Maker-Breaker Percolation Games I: Crossing Grids

Abstract

Motivated by problems in percolation theory, we study the following 2-player positional game. Let m × n be a rectangular grid-graph with m vertices in each row and n vertices in each column. Two players, Maker and Breaker, play in alternating turns. On each of her turns, Maker claims p (as-yet unclaimed) edges of the board m × n, while on each of his turns Breaker claims q (as-yet unclaimed) edges of the board and destroys them. Maker wins the game if she manages to claim all the edges of a crossing path joining the left-hand side of the board to its right-hand side, otherwise Breaker wins. We call this game the (p,q)-crossing game on m × n.
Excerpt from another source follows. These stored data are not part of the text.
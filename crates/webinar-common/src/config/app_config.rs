//! Application configuration structs
//!
//! Loads configuration from environment variables (and a `.env` file if present).

use serde::Deserialize;
use std::env;

/// Main application configuration
#[derive(Debug, Clone, Deserialize)]
pub struct AppConfig {
    pub app: AppSettings,
    pub api: ServerConfig,
    pub storage: StorageBackend,
    pub database: Option<DatabaseConfig>,
    pub jwt: JwtConfig,
    pub http: HttpConfig,
}

/// General application settings
#[derive(Debug, Clone, Deserialize)]
pub struct AppSettings {
    #[serde(default = "default_app_name")]
    pub name: String,
    #[serde(default = "default_env")]
    pub env: Environment,
}

/// Environment type
#[derive(Debug, Clone, Copy, PartialEq, Eq, Deserialize, Default)]
#[serde(rename_all = "lowercase")]
pub enum Environment {
    #[default]
    Development,
    Staging,
    Production,
}

impl Environment {
    #[must_use]
    pub fn is_production(&self) -> bool {
        matches!(self, Self::Production)
    }

    #[must_use]
    pub fn is_development(&self) -> bool {
        matches!(self, Self::Development)
    }
}

/// Which webinar repository implementation the server wires in
#[derive(Debug, Clone, Copy, PartialEq, Eq, Deserialize, Default)]
#[serde(rename_all = "lowercase")]
pub enum StorageBackend {
    #[default]
    Postgres,
    Memory,
}

impl std::str::FromStr for StorageBackend {
    type Err = ConfigError;

    fn from_str(s: &str) -> Result<Self, Self::Err> {
        match s.trim().to_lowercase().as_str() {
            "postgres" | "postgresql" => Ok(Self::Postgres),
            "memory" | "in-memory" => Ok(Self::Memory),
            other => Err(ConfigError::InvalidValue("STORAGE_BACKEND", other.to_string())),
        }
    }
}

/// HTTP server configuration
#[derive(Debug, Clone, Deserialize)]
pub struct ServerConfig {
    #[serde(default = "default_host")]
    pub host: String,
    pub port: u16,
}

impl ServerConfig {
    #[must_use]
    pub fn address(&self) -> String {
        format!("{}:{}", self.host, self.port)
    }
}

/// Database configuration
#[derive(Debug, Clone, Deserialize)]
pub struct DatabaseConfig {
    pub url: String,
    #[serde(default = "default_max_connections")]
    pub max_connections: u32,
    #[serde(default = "default_min_connections")]
    pub min_connections: u32,
    #[serde(default = "default_run_migrations")]
    pub run_migrations: bool,
}

/// JWT configuration
#[derive(Debug, Clone, Deserialize)]
pub struct JwtConfig {
    pub secret: String,
    #[serde(default = "default_access_token_expiry")]
    pub access_token_expiry: i64,
}

/// HTTP middleware configuration
#[derive(Debug, Clone, Deserialize)]
pub struct HttpConfig {
    #[serde(default = "default_request_timeout")]
    pub request_timeout_secs: u64,
}

impl Default for HttpConfig {
    fn default() -> Self {
        Self {
            request_timeout_secs: default_request_timeout(),
        }
    }
}

// Default value functions
fn default_app_name() -> String {
    "webinar-server".to_string()
}

fn default_env() -> Environment {
    Environment::Development
}

fn default_host() -> String {
    "127.0.0.1".to_string()
}

fn default_max_connections() -> u32 {
    20
}

fn default_min_connections() -> u32 {
    5
}

fn default_run_migrations() -> bool {
    true
}

fn default_access_token_expiry() -> i64 {
    900 // 15 minutes
}

fn default_request_timeout() -> u64 {
    30
}

/// Parse an optional variable, reporting unparsable values instead of silently defaulting
fn parse_var<T: std::str::FromStr>(
    lookup: &impl Fn(&str) -> Option<String>,
    key: &'static str,
) -> Result<Option<T>, ConfigError> {
    match lookup(key) {
        Some(raw) => raw
            .trim()
            .parse()
            .map(Some)
            .map_err(|_| ConfigError::InvalidValue(key, raw)),
        None => Ok(None),
    }
}

impl AppConfig {
    /// Load configuration from environment variables
    ///
    /// # Errors
    /// Returns an error if required environment variables are missing
    pub fn from_env() -> Result<Self, ConfigError> {
        // Load .env file if present (ignore errors if not found)
        let _ = dotenvy::dotenv();

        Self::from_lookup(|key| env::var(key).ok())
    }

    /// Build configuration from an arbitrary variable source
    ///
    /// # Errors
    /// Returns an error if required variables are missing or malformed
    pub fn from_lookup(lookup: impl Fn(&str) -> Option<String>) -> Result<Self, ConfigError> {
        let storage = match lookup("STORAGE_BACKEND") {
            Some(raw) => raw.parse()?,
            None => StorageBackend::default(),
        };

        let database = match (storage, lookup("DATABASE_URL")) {
            (_, Some(url)) => Some(DatabaseConfig {
                url,
                max_connections: parse_var(&lookup, "DATABASE_MAX_CONNECTIONS")?
                    .unwrap_or_else(default_max_connections),
                min_connections: parse_var(&lookup, "DATABASE_MIN_CONNECTIONS")?
                    .unwrap_or_else(default_min_connections),
                run_migrations: parse_var(&lookup, "DATABASE_RUN_MIGRATIONS")?
                    .unwrap_or_else(default_run_migrations),
            }),
            (StorageBackend::Postgres, None) => {
                return Err(ConfigError::MissingVar("DATABASE_URL"));
            }
            (StorageBackend::Memory, None) => None,
        };

        Ok(Self {
            app: AppSettings {
                name: lookup("APP_NAME").unwrap_or_else(default_app_name),
                env: lookup("APP_ENV")
                    .and_then(|s| match s.to_lowercase().as_str() {
                        "production" => Some(Environment::Production),
                        "staging" => Some(Environment::Staging),
                        "development" => Some(Environment::Development),
                        _ => None,
                    })
                    .unwrap_or_default(),
            },
            api: ServerConfig {
                host: lookup("API_HOST").unwrap_or_else(default_host),
                port: parse_var(&lookup, "API_PORT")?.ok_or(ConfigError::MissingVar("API_PORT"))?,
            },
            storage,
            database,
            jwt: JwtConfig {
                secret: lookup("JWT_SECRET").ok_or(ConfigError::MissingVar("JWT_SECRET"))?,
                access_token_expiry: parse_var(&lookup, "JWT_ACCESS_TOKEN_EXPIRY")?
                    .unwrap_or_else(default_access_token_expiry),
            },
            http: HttpConfig {
                request_timeout_secs: parse_var(&lookup, "REQUEST_TIMEOUT_SECS")?
                    .unwrap_or_else(default_request_timeout),
            },
        })
    }
}

/// Configuration errors
#[derive(Debug, thiserror::Error)]
pub enum ConfigError {
    #[error("Missing required environment variable: {0}")]
    MissingVar(&'static str),

    #[error("Invalid value for {0}: {1}")]
    InvalidValue(&'static str, String),
}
Given m,n∈ N, for which pairs (p,q) does Maker have a winning strategy for the (p,q)-crossing game on m × n? The (1,1)-case corresponds exactly to the popular game of Bridg-it, which is well understood due to it being a special case of the older Shannon switching game. In this paper, we study the general (p,q)-case. Our main result is to establish the following transition: If p≥slant 2q, then Maker wins the game on arbitrarily long versions of the narrowest board possible, i.e. Maker has a winning strategy for the (2q, q)-crossing game on m ×(q+1) for any m∈ N; if p≤slant 2q-1, then for every width n of the board, Breaker has a winning strategy for the (p,q)-crossing game on m × n for all sufficiently large board-lengths m. Our winning strategies in both cases adapt more generally to other grids and crossing games. In addition we pose many new questions and problems.